If that is the case, what is the point of quantize if I can’t use it on notes that have an offset? Please correct me if I am confused…
quantize is non-destructive on Pyramid. very useful! But if you want to permanently quantize your performance it is easy to do as well.
in STEP MODE, hold the REC button. this will select either the current note (poly editing) or all notes (mono editing). With all the notes selected, change the offset to 0 and your track will be permanently changed to the grid zoom resolution.
The quantizer is a MIDI EFFECT that does not change the “real position” of the notes in your performance. It is very useful for “live” production workflows when you don’t have time to edit midi notes.

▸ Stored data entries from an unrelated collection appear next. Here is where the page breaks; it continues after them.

//! # cuescript
//!
//! Behavior automation runtime for interactive media presentations.
//!
//! A visual behavior program is compiled (elsewhere) into script text; this
//! crate runs that text inside a capability-scoped sandbox and keeps its
//! side effects (DOM listeners, media cuepoints, reactive watchers,
//! property overrides) consistent while the presentation's active scenario
//! changes, with full idempotent teardown.
//!
//! Built on [rhai](https://rhai.rs) for scripting and
//! [spark-signals](https://github.com/RLabs-Inc/spark-signals) for
//! fine-grained reactivity.
//!
//! ## Architecture
//!
//! ```text
//! program text → Runtime::exec → sandbox prelude + program → rhai engine
//!                                        │
//!                                        └→ capability modules → host services
//! ```
//!
//! The host injects its collaborators through [`host::HostServices`] and
//! drives the runtime from its own event loop: media position changes feed
//! the cuepoint scheduler, and [`runtime::Runtime::tick`] runs once per
//! rendering tick to drain deferred re-binding work.
//!
//! ## Modules
//!
//! - [`types`] - Trigger references and id newtypes
//! - [`host`] - Injected collaborator interfaces and the cuepoint scheduler
//! - [`capability`] - The seven sandbox capability modules
//! - [`runtime`] - Program lifecycle: `exec`, `reset`, `tick`, `context`

pub mod capability;
pub mod error;
pub mod host;
pub mod runtime;
pub mod types;

pub use error::ScriptError;
pub use types::{AnchorId, ComponentId, CuepointId, ListenerId, TriggerRef};

pub use host::{
    CuepointHandler, CuepointHooks, CuepointScheduler, CuepointSpec, Dom, HostServices,
    KeyEvent, Modifiers, Shell, Stage, TickScheduler, Transport,
};

pub use capability::Capability;

pub use runtime::{Runtime, Sandbox, TickQueue};
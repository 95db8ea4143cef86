//! Typed JSON client on top of [`Transport`]
//!
//! Per-resource service wrappers only need to pick a method, a path and the
//! request/response types; everything else goes through these helpers.

use std::time::Duration;

use onemoney_auth::{Credentials, Signer};
use reqwest::Client;
use serde::de::DeserializeOwned;
use serde::Serialize;
use tracing::info;

use crate::error::{RestError, RestResult};
use crate::hooks::TransportHooks;
use crate::request::{Request, Response};
use crate::retry::RetryConfig;
use crate::sender::{HttpSend, ReqwestHttpSend};
use crate::transport::Transport;

/// Production API endpoint
pub const DEFAULT_BASE_URL: &str = "https://api.1money.com";

/// Sandbox API endpoint
pub const SANDBOX_BASE_URL: &str = "https://api.sandbox.1money.com";

/// Default per-attempt request timeout
const DEFAULT_TIMEOUT_SECS: u64 = 30;

const BASE_URL_ENV: &str = "ONEMONEY_BASE_URL";

/// Client configuration
#[derive(Debug, Clone)]
pub struct ClientConfig {
    /// API credentials
    pub credentials: Credentials,
    /// Base URL requests are resolved against
    pub base_url: String,
    /// Per-attempt request timeout
    pub timeout: Duration,
    /// Custom user agent
    pub user_agent: Option<String>,
    /// Retry policy
    pub retry: RetryConfig,
    /// Observability hooks
    pub hooks: TransportHooks,
}

impl ClientConfig {
    /// Create a configuration for the production endpoint
    pub fn new(credentials: Credentials) -> Self {
        Self {
            credentials,
            base_url: DEFAULT_BASE_URL.to_string(),
            timeout: Duration::from_secs(DEFAULT_TIMEOUT_SECS),
            user_agent: None,
            retry: RetryConfig::default(),
            hooks: TransportHooks::default(),
        }
    }

    /// Create a configuration from environment variables
    ///
    /// Credentials come from `ONEMONEY_ACCESS_KEY` / `ONEMONEY_SECRET_KEY`; the
    /// base URL from `ONEMONEY_BASE_URL` when set.
    pub fn from_env() -> RestResult<Self> {
        let credentials = Credentials::from_env().map_err(|e| RestError::Config(e.to_string()))?;
        let mut config = Self::new(credentials);
        if let Ok(base_url) = std::env::var(BASE_URL_ENV) {
            config.base_url = base_url;
        }
        Ok(config)
    }

    /// Set base URL
    pub fn with_base_url(mut self, base_url: impl Into<String>) -> Self {
        self.base_url = base_url.into();
        self
    }

    /// Use the sandbox endpoint
    pub fn sandbox(self) -> Self {
        self.with_base_url(SANDBOX_BASE_URL)
    }

    /// Set timeout
    pub fn with_timeout(mut self, timeout: Duration) -> Self {
        self.timeout = timeout;
        self
    }

    /// Set user agent
    pub fn with_user_agent(mut self, user_agent: impl Into<String>) -> Self {
        self.user_agent = Some(user_agent.into());
        self
    }

    /// Set retry policy
    pub fn with_retry(mut self, retry: RetryConfig) -> Self {
        self.retry = retry;
        self
    }

    /// Set observability hooks
    pub fn with_hooks(mut self, hooks: TransportHooks) -> Self {
        self.hooks = hooks;
        self
    }
}

/// 1Money REST API client
///
/// # Example
///
/// ```no_run
/// use onemoney_rest::{ClientConfig, Credentials, OneMoneyClient, RetryConfig};
///
/// # fn example() -> Result<(), Box<dyn std::error::Error>> {
/// let creds = Credentials::new("ak_live_123", "c2VjcmV0")?;
/// let config = ClientConfig::new(creds)
///     .sandbox()
///     .with_retry(RetryConfig::new().with_max_retries(5));
/// let client = OneMoneyClient::new(config)?;
/// # Ok(())
/// # }
/// ```
#[derive(Debug, Clone)]
pub struct OneMoneyClient {
    transport: Transport,
}

impl OneMoneyClient {
    /// Create a client backed by `reqwest`
    pub fn new(config: ClientConfig) -> RestResult<Self> {
        let http_client = Client::builder()
            .timeout(config.timeout)
            .build()
            .map_err(|e| RestError::Config(format!("HTTP client: {}", e)))?;

        Self::with_sender(config, ReqwestHttpSend::new(http_client))
    }

    /// Create a client from environment variables
    pub fn from_env() -> RestResult<Self> {
        Self::new(ClientConfig::from_env()?)
    }

    /// Create a client with a custom HTTP sender
    pub fn with_sender(config: ClientConfig, sender: impl HttpSend) -> RestResult<Self> {
        let signer = Signer::new(config.credentials);
        let mut transport = Transport::new(&config.base_url, signer, sender, config.retry)?
            .with_hooks(config.hooks);
        if let Some(user_agent) = config.user_agent {
            transport = transport.with_user_agent(user_agent);
        }

        info!(base_url = %transport.base_url(), "Created 1Money REST client");

        Ok(Self { transport })
    }

    /// Underlying transport
    pub fn transport(&self) -> &Transport {
        &self.transport
    }

    /// Send a prepared request
    pub async fn send(&self, request: &Request) -> RestResult<Response> {
        self.transport.send(request).await
    }

    /// Send a request and decode the JSON response
    pub async fn request_json<T: DeserializeOwned>(&self, request: &Request) -> RestResult<T> {
        self.transport.send(request).await?.json()
    }

    /// GET with query parameters
    pub async fn get_json<T: DeserializeOwned>(
        &self,
        path: &str,
        query: &[(&str, &str)],
    ) -> RestResult<T> {
        let request = query
            .iter()
            .fold(Request::get(path), |req, (k, v)| req.with_query(*k, *v));
        self.request_json(&request).await
    }

    /// POST a JSON body
    pub async fn post_json<B, T>(&self, path: &str, body: &B) -> RestResult<T>
    where
        B: Serialize + ?Sized,
        T: DeserializeOwned,
    {
        self.request_json(&Request::post(path).with_json(body)?).await
    }

    /// POST a JSON body with an idempotency key
    pub async fn post_json_idempotent<B, T>(
        &self,
        path: &str,
        body: &B,
        idempotency_key: &str,
    ) -> RestResult<T>
    where
        B: Serialize + ?Sized,
        T: DeserializeOwned,
    {
        let request = Request::post(path)
            .with_json(body)?
            .with_idempotency_key(idempotency_key);
        self.request_json(&request).await
    }

    /// PUT a JSON body
    pub async fn put_json<B, T>(&self, path: &str, body: &B) -> RestResult<T>
    where
        B: Serialize + ?Sized,
        T: DeserializeOwned,
    {
        self.request_json(&Request::put(path).with_json(body)?).await
    }

    /// DELETE a resource
    pub async fn delete_json<T: DeserializeOwned>(&self, path: &str) -> RestResult<T> {
        self.request_json(&Request::delete(path)).await
    }
}

#[cfg(test)]
mod tests {
    use super::*;

    fn creds() -> Credentials {
        Credentials::new("AK_TEST", "c2VjcmV0").unwrap()
    }

    #[test]
    fn test_client_config_builder() {
        let config = ClientConfig::new(creds())
            .with_timeout(Duration::from_secs(60))
            .with_user_agent("test-agent")
            .with_retry(RetryConfig::disabled());

        assert_eq!(config.base_url, DEFAULT_BASE_URL);
        assert_eq!(config.timeout, Duration::from_secs(60));
        assert_eq!(config.user_agent, Some("test-agent".to_string()));
        assert_eq!(config.retry.max_retries, 0);
    }

    #[test]
    fn test_sandbox() {
        let config = ClientConfig::new(creds()).sandbox();
        assert_eq!(config.base_url, SANDBOX_BASE_URL);
    }

    #[test]
    fn test_client_creation() {
        let client = OneMoneyClient::new(ClientConfig::new(creds())).unwrap();
        assert_eq!(client.transport().base_url().as_str(), "https://api.1money.com/");
    }

    #[test]
    fn test_invalid_base_url() {
        let config = ClientConfig::new(creds()).with_base_url("::nope::");
        assert!(matches!(OneMoneyClient::new(config), Err(RestError::Config(_))));
    }
}
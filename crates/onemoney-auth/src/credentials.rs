//! API credentials for the 1Money REST API
//!
//! # Security
//!
//! Secret keys are stored using the `secrecy` crate which:
//! - Zeroizes memory on drop
//! - Prevents accidental logging via Debug impl
//! - Provides explicit access via `expose_secret()`

use base64::{engine::general_purpose::URL_SAFE, Engine};
use secrecy::{ExposeSecret, SecretString};

use crate::error::{AuthError, AuthResult};

const ACCESS_KEY_ENV: &str = "ONEMONEY_ACCESS_KEY";
const SECRET_KEY_ENV: &str = "ONEMONEY_SECRET_KEY";

/// Long-lived access/secret key pair
///
/// The secret key is kept in its stored form: base64url without padding.
/// It is only decoded when a signature is computed.
pub struct Credentials {
    /// Access key (public, sent in the `Authorization` header)
    access_key: String,
    /// Secret key, base64url encoded without padding (zeroized on drop)
    secret_key: SecretString,
}

impl Credentials {
    /// Create new credentials from an access key and a secret key
    ///
    /// # Arguments
    /// * `access_key` - Your 1Money access key
    /// * `secret_key` - Your secret key (base64url, padding stripped)
    ///
    /// The secret key encoding is not checked here; use [`Credentials::validate`]
    /// to fail early.
    pub fn new(access_key: impl Into<String>, secret_key: impl Into<String>) -> AuthResult<Self> {
        let access_key = access_key.into();
        if access_key.is_empty() {
            return Err(AuthError::EmptyAccessKey);
        }

        Ok(Self {
            access_key,
            secret_key: SecretString::from(secret_key.into()),
        })
    }

    /// Create credentials from environment variables
    ///
    /// Reads `ONEMONEY_ACCESS_KEY` and `ONEMONEY_SECRET_KEY` from the environment.
    pub fn from_env() -> AuthResult<Self> {
        let access_key = std::env::var(ACCESS_KEY_ENV)
            .map_err(|_| AuthError::EnvVarNotSet(ACCESS_KEY_ENV.to_string()))?;
        let secret_key = std::env::var(SECRET_KEY_ENV)
            .map_err(|_| AuthError::EnvVarNotSet(SECRET_KEY_ENV.to_string()))?;

        Self::new(access_key, secret_key)
    }

    /// Get the access key
    pub fn access_key(&self) -> &str {
        &self.access_key
    }

    /// Decode the secret key into raw HMAC key bytes
    pub(crate) fn signing_key(&self) -> AuthResult<Vec<u8>> {
        let padded = pad_base64url(self.secret_key.expose_secret());
        let key = URL_SAFE.decode(padded)?;
        if key.is_empty() {
            return Err(AuthError::EmptySecretKey);
        }
        Ok(key)
    }

    /// Check that the secret key decodes to a usable signing key
    pub fn validate(&self) -> AuthResult<()> {
        self.signing_key().map(|_| ())
    }
}

/// Append the `=` padding a base64url string needs to be decodable
///
/// A length of `1 mod 4` gets three characters and still will not decode:
/// a single trailing symbol cannot carry a whole byte.
pub fn pad_base64url(encoded: &str) -> String {
    let padding = (4 - encoded.len() % 4) % 4;
    let mut padded = String::with_capacity(encoded.len() + padding);
    padded.push_str(encoded);
    padded.extend(std::iter::repeat('=').take(padding));
    padded
}

impl Clone for Credentials {
    fn clone(&self) -> Self {
        Self {
            access_key: self.access_key.clone(),
            secret_key: SecretString::from(self.secret_key.expose_secret().to_string()),
        }
    }
}

impl std::fmt::Debug for Credentials {
    fn fmt(&self, f: &mut std::fmt::Formatter<'_>) -> std::fmt::Result {
        f.debug_struct("Credentials")
            .field("access_key", &self.access_key)
            .field("secret_key", &"[REDACTED]")
            .finish()
    }
}
//! Structured API errors with status-based classification
//!
//! Every non-2xx response is turned into an [`ApiError`]. The 1Money API also
//! sometimes answers a rate limit with HTTP 200 and an error-shaped body; that
//! case is detected and reported as a 429.

use std::time::Duration;

use chrono::{DateTime, Utc};
use http::header::RETRY_AFTER;
use http::{HeaderMap, StatusCode};
use serde::Deserialize;

/// Response header carrying the server-side request identifier
pub const REQUEST_ID_HEADER: &str = "x-request-id";

/// Error code the API uses for rate limiting
pub const RATE_LIMIT_CODE: &str = "Too_Many_Requests";

/// Status codes retried when no explicit set is configured
pub const DEFAULT_RETRYABLE_STATUS_CODES: [u16; 4] = [429, 502, 503, 504];

/// Error categories derived from the HTTP status
#[derive(Debug, Clone, Copy, PartialEq, Eq, Hash)]
pub enum ApiErrorKind {
    /// 401
    Authentication,
    /// 403
    Forbidden,
    /// 404
    NotFound,
    /// 422
    UnprocessableEntity,
    /// 429
    RateLimited,
    /// Any 5xx
    Server,
    /// Any other 4xx (or an unexpected non-2xx status)
    Client,
}

impl ApiErrorKind {
    /// Classify an HTTP status code
    pub fn from_status(status: u16) -> Self {
        match status {
            401 => Self::Authentication,
            403 => Self::Forbidden,
            404 => Self::NotFound,
            422 => Self::UnprocessableEntity,
            429 => Self::RateLimited,
            500..=599 => Self::Server,
            _ => Self::Client,
        }
    }
}

/// Fixed message used when the error body carries no `detail`
pub fn fallback_message(status: u16) -> &'static str {
    match status {
        400 => "bad request, check request parameters",
        401 => "authentication failed, verify credentials",
        403 => "access forbidden, check permissions",
        404 => "resource not found",
        409 => "conflict with current resource state",
        422 => "request validation failed",
        429 => "too many requests, reduce rate",
        500 => "internal server error, try again later",
        502 => "bad gateway, try again later",
        503 => "service unavailable, try again later",
        504 => "gateway timeout, try again later",
        _ => "unexpected error response",
    }
}

/// Error body shape returned by the API (every field optional)
#[derive(Debug, Default, Deserialize)]
struct ErrorBody {
    #[serde(default)]
    code: Option<String>,
    #[serde(default)]
    status: Option<serde_json::Value>,
    #[serde(default)]
    detail: Option<String>,
    #[serde(default)]
    instance: Option<String>,
}

impl ErrorBody {
    fn parse(body: &[u8]) -> Option<Self> {
        serde_json::from_slice(body).ok()
    }

    /// `status` may arrive as a number or a numeric string
    fn status(&self) -> Option<u16> {
        match self.status.as_ref()? {
            serde_json::Value::Number(n) => n.as_u64().and_then(|n| u16::try_from(n).ok()),
            serde_json::Value::String(s) => s.trim().parse().ok(),
            _ => None,
        }
    }

    fn is_rate_limit(&self) -> bool {
        self.code.as_deref() == Some(RATE_LIMIT_CODE) || self.status() == Some(429)
    }
}

/// An error response from the 1Money API
#[derive(Debug, Clone, PartialEq, Eq, thiserror::Error)]
#[error("{status_code} {status_text}: {message}")]
pub struct ApiError {
    /// HTTP status (429 for an embedded rate limit)
    pub status_code: u16,
    /// Canonical reason phrase for the status
    pub status_text: String,
    /// Human-readable message: `detail` or the fallback for the status
    pub message: String,
    /// Machine-readable error code from the body
    pub code: Option<String>,
    /// `detail` from the body
    pub detail: Option<String>,
    /// `instance` from the body
    pub instance: Option<String>,
    /// `X-Request-Id` response header
    pub request_id: Option<String>,
    /// Response body as received
    pub raw_body: String,
    /// Server-requested wait before retrying
    pub retry_after: Option<Duration>,
}

impl ApiError {
    /// Build an error from a non-2xx response
    pub fn from_response(status: StatusCode, headers: &HeaderMap, body: &[u8]) -> Self {
        let parsed = ErrorBody::parse(body).unwrap_or_default();
        Self::build(status, headers, body, parsed)
    }

    /// Detect a rate limit hidden inside a 2xx response
    ///
    /// Returns `None` for ordinary success bodies.
    pub fn from_embedded_rate_limit(headers: &HeaderMap, body: &[u8]) -> Option<Self> {
        let parsed = ErrorBody::parse(body)?;
        if !parsed.is_rate_limit() {
            return None;
        }
        Some(Self::build(StatusCode::TOO_MANY_REQUESTS, headers, body, parsed))
    }

    fn build(status: StatusCode, headers: &HeaderMap, body: &[u8], parsed: ErrorBody) -> Self {
        let status_code = status.as_u16();
        let detail = parsed.detail.filter(|d| !d.is_empty());
        let message = detail
            .clone()
            .unwrap_or_else(|| fallback_message(status_code).to_string());
        let retry_after = parse_retry_after(headers, detail.as_deref(), Utc::now());
        let request_id = headers
            .get(REQUEST_ID_HEADER)
            .and_then(|v| v.to_str().ok())
            .map(str::to_string);

        Self {
            status_code,
            status_text: status.canonical_reason().unwrap_or_default().to_string(),
            message,
            code: parsed.code,
            detail,
            instance: parsed.instance,
            request_id,
            raw_body: String::from_utf8_lossy(body).into_owned(),
            retry_after,
        }
    }

    /// Error category
    pub fn kind(&self) -> ApiErrorKind {
        ApiErrorKind::from_status(self.status_code)
    }

    /// Check if the default policy retries this status
    pub fn is_retryable(&self) -> bool {
        DEFAULT_RETRYABLE_STATUS_CODES.contains(&self.status_code)
    }

    /// Check if credentials were rejected
    pub fn is_auth_error(&self) -> bool {
        self.kind() == ApiErrorKind::Authentication
    }

    /// Check if access was denied
    pub fn is_forbidden(&self) -> bool {
        self.kind() == ApiErrorKind::Forbidden
    }

    /// Check if the resource does not exist
    pub fn is_not_found(&self) -> bool {
        self.kind() == ApiErrorKind::NotFound
    }

    /// Check if the request failed validation
    pub fn is_validation_error(&self) -> bool {
        self.kind() == ApiErrorKind::UnprocessableEntity
    }

    /// Check if this is a rate limit
    pub fn is_rate_limited(&self) -> bool {
        self.kind() == ApiErrorKind::RateLimited
    }

    /// Check if this is a 5xx
    pub fn is_server_error(&self) -> bool {
        self.kind() == ApiErrorKind::Server
    }

    /// Check if this is a 4xx
    pub fn is_client_error(&self) -> bool {
        (400..500).contains(&self.status_code)
    }
}

/// Extract a server-requested retry delay
///
/// Checked in order: `Retry-After` as delta-seconds, `Retry-After` as an HTTP
/// date, then a `Retry after <duration>` phrase in the error detail.
pub fn parse_retry_after(
    headers: &HeaderMap,
    detail: Option<&str>,
    now: DateTime<Utc>,
) -> Option<Duration> {
    if let Some(value) = headers.get(RETRY_AFTER).and_then(|v| v.to_str().ok()) {
        let value = value.trim();
        if let Ok(secs) = value.parse::<u64>() {
            return Some(Duration::from_secs(secs));
        }
        if let Ok(at) = DateTime::parse_from_rfc2822(value) {
            let wait = at.with_timezone(&Utc) - now;
            return Some(wait.to_std().unwrap_or(Duration::ZERO));
        }
    }

    detail.and_then(retry_after_from_detail)
}

fn retry_after_from_detail(detail: &str) -> Option<Duration> {
    const PHRASE: &str = "retry after";

    let lower = detail.to_ascii_lowercase();
    let start = lower.find(PHRASE)? + PHRASE.len();
    let token = detail[start..].split_whitespace().next()?;
    parse_duration(token.trim_end_matches(|c: char| !c.is_ascii_alphanumeric()))
}

/// Parse durations such as `4s`, `500ms`, `1m30s` or `1.5h`
pub fn parse_duration(input: &str) -> Option<Duration> {
    let mut rest = input.trim();
    if rest.is_empty() {
        return None;
    }

    let mut total_ms = 0.0_f64;
    while !rest.is_empty() {
        let number_len = rest
            .find(|c: char| !(c.is_ascii_digit() || c == '.'))
            .unwrap_or(rest.len());
        if number_len == 0 {
            return None;
        }
        let value: f64 = rest[..number_len].parse().ok()?;
        rest = &rest[number_len..];

        let (millis, unit_len) = if rest.starts_with("ms") {
            (1.0, 2)
        } else if rest.starts_with('s') {
            (1_000.0, 1)
        } else if rest.starts_with('m') {
            (60_000.0, 1)
        } else if rest.starts_with('h') {
            (3_600_000.0, 1)
        } else {
            return None;
        };
        rest = &rest[unit_len..];
        total_ms += value * millis;
    }

    Duration::try_from_secs_f64(total_ms / 1_000.0).ok()
}
//! Common test utilities for transport tests
//!
//! `MockSender` replays a scripted list of outcomes and records every request
//! it receives, so tests can count attempts and inspect headers.

#![allow(dead_code)]

use std::collections::VecDeque;
use std::sync::Arc;

use async_trait::async_trait;
use bytes::Bytes;
use chrono::{TimeZone, Utc};
use http::{HeaderMap, StatusCode};
use onemoney_auth::{Credentials, FixedClock, Signer};
use onemoney_rest::{HttpSend, NetworkError, RetryConfig, Transport};
use parking_lot::Mutex;

pub const BASE_URL: &str = "https://api.test.1money.com";

/// "secret-signing-key", base64url without padding
pub const SECRET_KEY: &str = "c2VjcmV0LXNpZ25pbmcta2V5";
pub const ACCESS_KEY: &str = "AK_TEST";

/// Embedded rate limit body as the API sends it
pub const EMBEDDED_RATE_LIMIT: &str =
    r#"{"code":"Too_Many_Requests","status":429,"detail":"Retry after 4s."}"#;

/// One scripted outcome
#[derive(Clone)]
pub enum Scripted {
    Respond {
        status: u16,
        headers: Vec<(&'static str, &'static str)>,
        body: &'static str,
    },
    Fail(&'static str),
}

impl Scripted {
    pub fn status(status: u16, body: &'static str) -> Self {
        Self::Respond {
            status,
            headers: Vec::new(),
            body,
        }
    }

    pub fn with_header(status: u16, name: &'static str, value: &'static str, body: &'static str) -> Self {
        Self::Respond {
            status,
            headers: vec![(name, value)],
            body,
        }
    }
}

/// A request captured by the mock
#[derive(Debug, Clone)]
pub struct Captured {
    pub method: String,
    pub uri: String,
    pub headers: HeaderMap,
    pub body: Bytes,
}

impl Captured {
    pub fn header(&self, name: &str) -> Option<&str> {
        self.headers.get(name).and_then(|v| v.to_str().ok())
    }
}

#[derive(Default)]
struct State {
    script: VecDeque<Scripted>,
    /// Replayed once the script runs out
    fallback: Option<Scripted>,
    captured: Vec<Captured>,
}

/// Scripted [`HttpSend`] implementation
#[derive(Clone, Default)]
pub struct MockSender {
    state: Arc<Mutex<State>>,
}

impl MockSender {
    pub fn new(script: impl IntoIterator<Item = Scripted>) -> Self {
        let sender = Self::default();
        sender.state.lock().script = script.into_iter().collect();
        sender
    }

    /// Answer every request with the same outcome
    pub fn always(outcome: Scripted) -> Self {
        let sender = Self::default();
        sender.state.lock().fallback = Some(outcome);
        sender
    }

    pub fn calls(&self) -> usize {
        self.state.lock().captured.len()
    }

    pub fn captured(&self) -> Vec<Captured> {
        self.state.lock().captured.clone()
    }
}

#[async_trait]
impl HttpSend for MockSender {
    async fn http_send(
        &self,
        req: http::Request<Bytes>,
    ) -> Result<http::Response<Bytes>, NetworkError> {
        let outcome = {
            let mut state = self.state.lock();
            state.captured.push(Captured {
                method: req.method().to_string(),
                uri: req.uri().to_string(),
                headers: req.headers().clone(),
                body: req.body().clone(),
            });
            state
                .script
                .pop_front()
                .or_else(|| state.fallback.clone())
                .unwrap_or(Scripted::Fail("script exhausted"))
        };

        match outcome {
            Scripted::Fail(message) => Err(NetworkError::new(message)),
            Scripted::Respond {
                status,
                headers,
                body,
            } => {
                let mut response = http::Response::new(Bytes::from_static(body.as_bytes()));
                *response.status_mut() = StatusCode::from_u16(status).unwrap();
                for (name, value) in headers {
                    response.headers_mut().insert(name, value.parse().unwrap());
                }
                Ok(response)
            }
        }
    }
}

/// Signer frozen at 2024-03-05T07:09:02Z
pub fn fixed_signer() -> Signer {
    let creds = Credentials::new(ACCESS_KEY, SECRET_KEY).unwrap();
    let at = Utc.with_ymd_and_hms(2024, 3, 5, 7, 9, 2).unwrap();
    Signer::new(creds).with_clock(FixedClock(at))
}

/// Retry policy with predictable delays
pub fn fast_retry(max_retries: u32) -> RetryConfig {
    RetryConfig::new()
        .with_max_retries(max_retries)
        .with_initial_backoff(std::time::Duration::from_millis(100))
        .with_max_backoff(std::time::Duration::from_secs(5))
        .with_jitter(false)
}

pub fn transport(sender: MockSender, retry: RetryConfig) -> Transport {
    Transport::new(BASE_URL, fixed_signer(), sender, retry).unwrap()
}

I have found use for both types of quantization - depending on what kind of track I am working with. For drum tracks that I don’t typically create on the fly, I use offset and the method described above to make sure all notes are on the grid.
Hey, thanks for this Addison. I posted this on the facebook group as well, and after a bit of bantering, I came to this exact conclusion. What initially felt as a weird design/behavior, turned out to be a really flexible solution for both studio and live work. I was approaching it from the studio perspective and didn’t get it. Now I do. I did work out how to grid everything in bulk with holding REC and adjusting Offset, and that did the job, allowing me to then adjust specific offsets subsequently. Thanks for this great explanation.